** Dataset extract **
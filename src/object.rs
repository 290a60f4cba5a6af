use crate::Error;
use crate::function::FunctionExpr;
use crate::invocation::Invocation;
use crate::types::{TypeRef, ValueKind};
use std::collections::HashMap;
use std::fmt;
use std::sync::Arc;

/// Host-provided value with its own attribute and method surface.
///
/// Instance-method invocations that find no type-bound method fall back to
/// `call_method` and then `get_attribute` at call time.
pub trait NativeObject: fmt::Debug + Send + Sync {
    /// Primitive type name, consulted by `TypeModule::deduce`
    fn type_name(&self) -> &str;

    fn stringify(&self) -> String {
        format!("<{}>", self.type_name())
    }

    fn get_attribute(&self, _name: &str) -> Option<Value> {
        None
    }

    /// `(min, max)` argument counts of a method, `None` if there is no such method
    fn method_arity(&self, _name: &str) -> Option<(usize, usize)> {
        None
    }

    /// `None` means the object has no method of that name.
    fn call_method(&self, _name: &str, _args: &[Value]) -> Option<Result<Value, Error>> {
        None
    }
}

/// Payload of an `Error` typed object
#[derive(Debug, Clone, PartialEq)]
pub struct ErrorObject {
    pub error: Error,
    /// Source text of the message that failed
    pub expression: String,
    /// Source already consumed by the reducer at the failure point
    pub read: String,
    /// Source not yet consumed at the failure point
    pub unread: String,
}

impl ErrorObject {
    pub fn new(error: Error) -> Self {
        ErrorObject {
            error,
            expression: String::new(),
            read: String::new(),
            unread: String::new(),
        }
    }

    pub fn with_expression(mut self, expression: impl Into<String>) -> Self {
        self.expression = expression.into();
        self
    }

    pub fn with_location(mut self, read: impl Into<String>, unread: impl Into<String>) -> Self {
        self.read = read.into();
        self.unread = unread.into();
        self
    }

    /// Short one-line description: kind name and message
    pub fn summarize(&self) -> String {
        format!("{}: {}", self.error.kind_name(), self.error.root())
    }
}

/// Runtime payload of an [`Object`]. There is deliberately no variant holding
/// an `Object`, so a value can never be a bare wrapped object.
#[derive(Clone)]
pub enum Value {
    None,
    Bool(bool),
    Int(i64),
    Float(f64),
    Str(String),
    Tuple(Vec<Object>),
    Type(TypeRef),
    Function(Arc<FunctionExpr>),
    Invocation(Arc<Invocation>),
    Collection(Arc<ObjectCollection>),
    Error(Arc<ErrorObject>),
    Native(Arc<dyn NativeObject>),
}

impl Value {
    pub fn kind(&self) -> ValueKind {
        ValueKind::of(self)
    }

    /// Truthiness used by `truth`, `falsy` and the conditional methods
    pub fn is_truthy(&self) -> bool {
        match self {
            Value::None => false,
            Value::Bool(b) => *b,
            Value::Int(n) => *n != 0,
            Value::Float(f) => *f != 0.0,
            Value::Str(s) => !s.is_empty(),
            Value::Tuple(items) => !items.is_empty(),
            Value::Collection(c) => !c.is_empty(),
            Value::Error(_) => false,
            Value::Type(_) | Value::Function(_) | Value::Invocation(_) | Value::Native(_) => true,
        }
    }

    pub fn as_str(&self) -> Option<&str> {
        match self {
            Value::Str(s) => Some(s),
            _ => None,
        }
    }

    pub fn as_int(&self) -> Option<i64> {
        match self {
            Value::Int(n) => Some(*n),
            _ => None,
        }
    }

    /// Numeric view; Int widens to Float and Bool to 0/1
    pub fn as_float(&self) -> Option<f64> {
        match self {
            Value::Int(n) => Some(*n as f64),
            Value::Float(f) => Some(*f),
            Value::Bool(b) => Some(if *b { 1.0 } else { 0.0 }),
            _ => None,
        }
    }
}

impl PartialEq for Value {
    fn eq(&self, other: &Self) -> bool {
        match (self, other) {
            (Value::None, Value::None) => true,
            (Value::Bool(a), Value::Bool(b)) => a == b,
            (Value::Int(a), Value::Int(b)) => a == b,
            (Value::Float(a), Value::Float(b)) => a == b,
            (Value::Int(a), Value::Float(b)) | (Value::Float(b), Value::Int(a)) => {
                (*a as f64) == *b
            }
            (Value::Str(a), Value::Str(b)) => a == b,
            (Value::Tuple(a), Value::Tuple(b)) => {
                a.len() == b.len() && a.iter().zip(b).all(|(x, y)| x.value == y.value)
            }
            (Value::Type(a), Value::Type(b)) => Arc::ptr_eq(a, b) || a.name() == b.name(),
            (Value::Function(a), Value::Function(b)) => a.source() == b.source(),
            (Value::Invocation(a), Value::Invocation(b)) => Arc::ptr_eq(a, b),
            (Value::Collection(a), Value::Collection(b)) => Arc::ptr_eq(a, b),
            (Value::Error(a), Value::Error(b)) => a == b,
            (Value::Native(a), Value::Native(b)) => Arc::ptr_eq(a, b),
            _ => false,
        }
    }
}

impl fmt::Debug for Value {
    fn fmt(&self, f: &mut fmt::Formatter<'_>) -> fmt::Result {
        match self {
            Value::None => write!(f, "None"),
            Value::Bool(b) => write!(f, "Bool({b})"),
            Value::Int(n) => write!(f, "Int({n})"),
            Value::Float(x) => write!(f, "Float({x:?})"),
            Value::Str(s) => write!(f, "Str({s:?})"),
            Value::Tuple(items) => f.debug_tuple("Tuple").field(items).finish(),
            Value::Type(t) => write!(f, "Type({})", t.name()),
            Value::Function(func) => write!(f, "Function({:?})", func.source()),
            Value::Invocation(inv) => write!(f, "Invocation({})", inv.display_name()),
            Value::Collection(c) => write!(f, "Collection({} items)", c.len()),
            Value::Error(e) => write!(f, "Error({})", e.summarize()),
            Value::Native(n) => write!(f, "Native({n:?})"),
        }
    }
}

impl fmt::Display for Value {
    fn fmt(&self, f: &mut fmt::Formatter<'_>) -> fmt::Result {
        match self {
            Value::None => write!(f, "None"),
            Value::Bool(true) => write!(f, "True"),
            Value::Bool(false) => write!(f, "False"),
            Value::Int(n) => write!(f, "{n}"),
            Value::Float(x) => write!(f, "{x:?}"),
            Value::Str(s) => write!(f, "{s}"),
            Value::Tuple(items) => {
                for (i, item) in items.iter().enumerate() {
                    if i > 0 {
                        write!(f, " ")?;
                    }
                    write!(f, "{item}")?;
                }
                Ok(())
            }
            Value::Type(t) => write!(f, "<Type {}>", t.name()),
            Value::Function(func) => write!(f, "{}", func.source()),
            Value::Invocation(inv) => write!(f, "<Invocation {}>", inv.display_name()),
            Value::Collection(c) => write!(f, "<ObjectCollection {} items>", c.len()),
            Value::Error(e) => write!(f, "{}", e.summarize()),
            Value::Native(n) => write!(f, "{}", n.stringify()),
        }
    }
}

/// A runtime value paired with its type
#[derive(Clone)]
pub struct Object {
    ty: TypeRef,
    value: Value,
}

impl Object {
    pub fn new(ty: TypeRef, value: Value) -> Self {
        Object { ty, value }
    }

    pub fn get_typename(&self) -> &str {
        self.ty.name()
    }

    pub fn ty(&self) -> &TypeRef {
        &self.ty
    }

    pub fn value(&self) -> &Value {
        &self.value
    }

    pub fn into_value(self) -> Value {
        self.value
    }

    pub(crate) fn take_value(&mut self) -> Value {
        std::mem::replace(&mut self.value, Value::None)
    }

    pub fn is_error(&self) -> bool {
        matches!(self.value, Value::Error(_))
    }

    pub fn is_none(&self) -> bool {
        matches!(self.value, Value::None)
    }

    pub fn is_truth(&self) -> bool {
        self.value.is_truthy()
    }

    pub fn is_object_collection(&self) -> bool {
        matches!(self.value, Value::Collection(_))
    }

    pub fn get_error(&self) -> Option<&ErrorObject> {
        match &self.value {
            Value::Error(e) => Some(e),
            _ => None,
        }
    }

    /// Text produced by the type's stringifier, or the value's own display
    pub fn stringify(&self) -> String {
        self.ty.stringify(&self.value)
    }
}

impl PartialEq for Object {
    fn eq(&self, other: &Self) -> bool {
        self.value == other.value
    }
}

impl fmt::Debug for Object {
    fn fmt(&self, f: &mut fmt::Formatter<'_>) -> fmt::Result {
        write!(f, "<{}> {:?}", self.ty.name(), self.value)
    }
}

impl fmt::Display for Object {
    fn fmt(&self, f: &mut fmt::Formatter<'_>) -> fmt::Result {
        write!(f, "{}", self.stringify())
    }
}

/// One binding in an [`ObjectCollection`]
#[derive(Debug, Clone)]
pub struct Item {
    pub ident: usize,
    pub name: String,
    pub object: Object,
    pub selected: bool,
}

/// Ordered, name-keyed multimap of objects.
///
/// `push` keeps history under the same name, `store` overwrites the latest
/// binding. Names missing locally may be answered by the delegation object.
#[derive(Debug, Clone, Default)]
pub struct ObjectCollection {
    items: Vec<Item>,
    names: HashMap<String, Vec<usize>>,
    delegation: Option<Box<Object>>,
}

impl ObjectCollection {
    pub fn new() -> Self {
        Self::default()
    }

    pub fn len(&self) -> usize {
        self.items.len()
    }

    pub fn is_empty(&self) -> bool {
        self.items.is_empty()
    }

    /// Add a new binding, keeping earlier bindings of the same name
    pub fn push(&mut self, name: impl Into<String>, object: Object) -> &Item {
        let name = name.into();
        let ident = self.items.len();
        self.names.entry(name.clone()).or_default().push(ident);
        self.items.push(Item {
            ident,
            name,
            object,
            selected: false,
        });
        &self.items[ident]
    }

    /// Overwrite the latest binding of `name`, or push when absent
    pub fn store(&mut self, name: impl Into<String>, object: Object) -> &Item {
        let name = name.into();
        match self.names.get(&name).and_then(|ids| ids.last().copied()) {
            Some(ident) => {
                self.items[ident].object = object;
                &self.items[ident]
            }
            None => self.push(name, object),
        }
    }

    /// Latest binding of `name`
    pub fn get(&self, name: &str) -> Option<&Item> {
        let ident = *self.names.get(name)?.last()?;
        self.items.get(ident)
    }

    pub fn get_all(&self, name: &str) -> Vec<&Item> {
        self.names
            .get(name)
            .map(|ids| ids.iter().filter_map(|i| self.items.get(*i)).collect())
            .unwrap_or_default()
    }

    /// Mark an item as selected. Returns false if the ident is unknown.
    pub fn select(&mut self, ident: usize, selected: bool) -> bool {
        match self.items.get_mut(ident) {
            Some(item) => {
                item.selected = selected;
                true
            }
            None => false,
        }
    }

    pub fn pick_all(&self) -> impl Iterator<Item = &Item> {
        self.items.iter().filter(|item| item.selected)
    }

    /// Remove every binding of `name`. Returns the number of removed items.
    pub fn delete(&mut self, name: &str) -> usize {
        let before = self.items.len();
        self.items.retain(|item| item.name != name);
        let removed = before - self.items.len();
        if removed > 0 {
            self.reindex();
        }
        removed
    }

    fn reindex(&mut self) {
        self.names.clear();
        for (ident, item) in self.items.iter_mut().enumerate() {
            item.ident = ident;
            self.names.entry(item.name.clone()).or_default().push(ident);
        }
    }

    /// The `n`-th most recent binding, 1-based
    pub fn get_previous(&self, n: usize) -> Option<&Item> {
        if n == 0 {
            return None;
        }
        self.items.len().checked_sub(n).and_then(|i| self.items.get(i))
    }

    pub fn items(&self) -> impl Iterator<Item = &Item> {
        self.items.iter()
    }

    pub fn set_delegation(&mut self, object: Option<Object>) {
        self.delegation = object.map(Box::new);
    }

    pub fn get_delegation(&self) -> Option<&Object> {
        self.delegation.as_deref()
    }
}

** Task statement **
Nothing but the lines from the one with "of removed items." through the last line of the entries should be repeated, and those exactly.

** Response below **
    /// Remove every binding of `name`. Returns the number of removed items.
    pub fn delete(&mut self, name: &str) -> usize {
        let before = self.items.len();
        self.items.retain(|item| item.name != name);
        let removed = before - self.items.len();
        if removed > 0 {
            self.reindex();
        }
        removed
    }

    fn reindex(&mut self) {
        self.names.clear();
        for (ident, item) in self.items.iter_mut().enumerate() {
            item.ident = ident;
            self.names.entry(item.name.clone()).or_default().push(ident);
        }
    }

    /// The `n`-th most recent binding, 1-based
    pub fn get_previous(&self, n: usize) -> Option<&Item> {
        if n == 0 {
            return None;
        }
        self.items.len().checked_sub(n).and_then(|i| self.items.get(i))
    }

    pub fn items(&self) -> impl Iterator<Item = &Item> {
        self.items.iter()
    }

    pub fn set_delegation(&mut self, object: Option<Object>) {
        self.delegation = object.map(Box::new);
    }

    pub fn get_delegation(&self) -> Option<&Object> {
        self.delegation.as_deref()
    }
}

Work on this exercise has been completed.